§ How to complete this task: Check every line of the entries below for the word "Duration", and copy the ones that have it.

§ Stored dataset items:

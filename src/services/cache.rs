use moka::future::Cache;
use std::time::Duration;

// Newest expiration_at per identity. Only trusted while it is still in the future.
#[derive(Clone)]
pub struct EntitlementCache {
    memory: Cache<String, i64>,
}

impl EntitlementCache {
    pub fn new(max_capacity: u64, ttl: Duration) -> Self {
        let memory = Cache::builder()
            .max_capacity(max_capacity)
            .time_to_live(ttl)
            .build();
        Self { memory }
    }

    pub async fn get(&self, identity: &str) -> Option<i64> {
        let cached = self.memory.get(identity).await;
        if cached.is_some() {
            tracing::debug!("Entitlement cache hit for {}", identity);
        }
        cached
    }

    pub async fn set(&self, identity: &str, expiration_at: i64) {
        self.memory.insert(identity.to_string(), expiration_at).await;
    }

    pub async fn invalidate(&self, identity: &str) {
        self.memory.invalidate(identity).await;
    }
}

impl Default for EntitlementCache {
    fn default() -> Self {
        Self::new(10_000, Duration::from_secs(60))
    }
}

§ Output for this task:
use std::time::Duration;
    pub fn new(max_capacity: u64, ttl: Duration) -> Self {
        Self::new(10_000, Duration::from_secs(60))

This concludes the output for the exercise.